▸ RECORDS FOR THE TASK
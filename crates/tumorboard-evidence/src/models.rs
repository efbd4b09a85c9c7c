//! Per-source evidence records as returned inside a MyVariant.info hit.
//!
//! MyVariant returns each source either as a single object or as a list,
//! and field types drift between releases (strings vs lists, objects vs
//! names). Every parser here is tolerant: wrong-typed or missing fields
//! become `None`, unusable entries are skipped, nothing panics or errors.

use serde::{Deserialize, Serialize};
use serde_json::Value;

/// Single object or list → iterator over the object entries.
pub(crate) fn entries(value: &Value) -> Vec<&Value> {
    match value {
        Value::Array(items) => items.iter().filter(|v| v.is_object()).collect(),
        Value::Object(_)    => vec![value],
        _                   => Vec::new(),
    }
}

/// Non-empty trimmed string, or a number rendered as text.
pub(crate) fn text(value: &Value) -> Option<String> {
    match value {
        Value::String(s) => {
            let s = s.trim();
            (!s.is_empty()).then(|| s.to_string())
        }
        Value::Number(n) => Some(n.to_string()),
        _ => None,
    }
}

/// A string field, or the `name` of an object field.
fn text_or_name(value: &Value) -> Option<String> {
    text(value).or_else(|| text(&value["name"]))
}

/// List of strings / named objects, or a single one.
fn names(value: &Value) -> Vec<String> {
    match value {
        Value::Array(items) => items.iter().filter_map(text_or_name).collect(),
        other => text_or_name(other).into_iter().collect(),
    }
}

// ── CIViC ─────────────────────────────────────────────────────────────────────

#[derive(Debug, Clone, Default, PartialEq, Serialize, Deserialize)]
pub struct CivicRecord {
    pub evidence_type: Option<String>,
    pub evidence_level: Option<String>,
    pub evidence_direction: Option<String>,
    pub clinical_significance: Option<String>,
    pub disease: Option<String>,
    pub therapies: Vec<String>,
    pub description: Option<String>,
    pub source: Option<String>,
    pub rating: Option<String>,
}

impl CivicRecord {
    /// Parse the `civic` field of a hit. Handles nested `evidence_items`
    /// as well as direct evidence objects.
    pub fn parse_all(civic: &Value) -> Vec<CivicRecord> {
        let mut out = Vec::new();
        for item in entries(civic) {
            match item.get("evidence_items") {
                Some(nested) => out.extend(entries(nested).into_iter().map(Self::parse_one)),
                None => out.push(Self::parse_one(item)),
            }
        }
        out.retain(|r| !r.is_empty());
        out
    }

    fn parse_one(item: &Value) -> CivicRecord {
        let mut therapies = names(&item["drugs"]);
        if therapies.is_empty() {
            therapies = names(&item["therapies"]);
        }

        let source = text_or_name(&item["source"])
            .or_else(|| text(&item["source"]["citation"]))
            .or_else(|| text(&item["source"]["pubmed_id"]).map(|p| format!("PMID:{p}")));

        CivicRecord {
            evidence_type:         text(&item["evidence_type"]),
            evidence_level:        text(&item["evidence_level"]),
            evidence_direction:    text(&item["evidence_direction"]),
            clinical_significance: text(&item["clinical_significance"])
                .or_else(|| text(&item["significance"])),
            disease:               text_or_name(&item["disease"]),
            therapies,
            description:           text(&item["description"]),
            source,
            rating:                text(&item["rating"]),
        }
    }

    pub fn is_empty(&self) -> bool {
        self.evidence_type.is_none()
            && self.evidence_level.is_none()
            && self.clinical_significance.is_none()
            && self.disease.is_none()
            && self.therapies.is_empty()
            && self.description.is_none()
    }

    /// One-line rendering for the prompt.
    pub fn snippet(&self) -> String {
        let mut parts: Vec<String> = Vec::new();
        if let Some(l) = &self.evidence_level { parts.push(format!("Level {l}")); }
        if let Some(t) = &self.evidence_type { parts.push(t.clone()); }
        if let Some(d) = &self.evidence_direction { parts.push(d.clone()); }
        if let Some(s) = &self.clinical_significance { parts.push(s.clone()); }
        if let Some(d) = &self.disease { parts.push(format!("Disease: {d}")); }
        if !self.therapies.is_empty() { parts.push(format!("Therapies: {}", self.therapies.join(", "))); }
        if let Some(r) = &self.rating { parts.push(format!("Rating: {r}")); }
        if let Some(d) = &self.description { parts.push(d.clone()); }
        parts.join(" | ")
    }
}

// ── ClinVar ───────────────────────────────────────────────────────────────────

#[derive(Debug, Clone, Default, PartialEq, Serialize, Deserialize)]
pub struct ClinVarRecord {
    pub clinical_significance: Option<String>,
    pub review_status: Option<String>,
    pub conditions: Vec<String>,
    pub last_evaluated: Option<String>,
    pub variation_id: Option<String>,
}

impl ClinVarRecord {
    pub fn parse_all(clinvar: &Value) -> Vec<ClinVarRecord> {
        entries(clinvar)
            .into_iter()
            .map(Self::parse_one)
            .filter(|r| !r.is_empty())
            .collect()
    }

    fn parse_one(item: &Value) -> ClinVarRecord {
        let clinical_significance = match &item["clinical_significance"] {
            Value::Array(values) => {
                let joined = values.iter().filter_map(text).collect::<Vec<_>>().join(", ");
                (!joined.is_empty()).then_some(joined)
            }
            other => text(other),
        };

        ClinVarRecord {
            clinical_significance,
            review_status:  text(&item["review_status"]),
            conditions:     names(&item["conditions"]),
            last_evaluated: text(&item["last_evaluated"]),
            variation_id:   text(&item["variant_id"]).or_else(|| text(&item["variation_id"])),
        }
    }

    pub fn is_empty(&self) -> bool {
        self.clinical_significance.is_none() && self.review_status.is_none() && self.conditions.is_empty()
    }

    pub fn snippet(&self) -> String {
        let mut parts: Vec<String> = Vec::new();
        if let Some(s) = &self.clinical_significance { parts.push(format!("Clinical significance: {s}")); }
        if let Some(r) = &self.review_status { parts.push(format!("Review status: {r}")); }
        if !self.conditions.is_empty() { parts.push(format!("Conditions: {}", self.conditions.join(", "))); }
        if let Some(d) = &self.last_evaluated { parts.push(format!("Last evaluated: {d}")); }
        parts.join(" | ")
    }
}

// ── COSMIC ────────────────────────────────────────────────────────────────────

#[derive(Debug, Clone, Default, PartialEq, Serialize, Deserialize)]
pub struct CosmicRecord {
    pub cosmic_id: Option<String>,
    pub primary_site: Option<String>,
    pub site_subtype: Option<String>,
    pub primary_histology: Option<String>,
    pub histology_subtype: Option<String>,
    pub sample_count: Option<u64>,
    pub somatic_status: Option<String>,
}

impl CosmicRecord {
    pub fn parse_all(cosmic: &Value) -> Vec<CosmicRecord> {
        entries(cosmic)
            .into_iter()
            .map(Self::parse_one)
            .filter(|r| !r.is_empty())
            .collect()
    }

    fn parse_one(item: &Value) -> CosmicRecord {
        CosmicRecord {
            cosmic_id:         text(&item["cosmic_id"]).or_else(|| text(&item["mutation_id"])),
            primary_site:      text(&item["primary_site"]),
            site_subtype:      text(&item["site_subtype"]),
            primary_histology: text(&item["primary_histology"]),
            histology_subtype: text(&item["histology_subtype"]),
            sample_count:      item["sample_count"].as_u64()
                .or_else(|| text(&item["sample_count"]).and_then(|s| s.parse().ok())),
            somatic_status:    text(&item["mutation_somatic_status"]),
        }
    }

    pub fn is_empty(&self) -> bool {
        self.primary_site.is_none()
            && self.primary_histology.is_none()
            && self.sample_count.is_none()
            && self.somatic_status.is_none()
    }

    pub fn snippet(&self) -> String {
        let mut parts: Vec<String> = Vec::new();
        if let Some(site) = &self.primary_site {
            match &self.site_subtype {
                Some(sub) if sub != "NS" => parts.push(format!("Primary site: {site} ({sub})")),
                _ => parts.push(format!("Primary site: {site}")),
            }
        }
        if let Some(h) = &self.primary_histology {
            match &self.histology_subtype {
                Some(sub) if sub != "NS" => parts.push(format!("Histology: {h} ({sub})")),
                _ => parts.push(format!("Histology: {h}")),
            }
        }
        if let Some(n) = self.sample_count { parts.push(format!("Samples: {n}")); }
        if let Some(s) = &self.somatic_status { parts.push(format!("Somatic status: {s}")); }
        parts.join(" | ")
    }
}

▸ PROBLEM DESCRIPTION
Would you copy every line from the listing above that has the string "disease" in it?

▸ EXERCISE SOLUTION
    pub disease: Option<String>,
            disease:               text_or_name(&item["disease"]),
            && self.disease.is_none()
        if let Some(d) = &self.disease { parts.push(format!("Disease: {d}")); }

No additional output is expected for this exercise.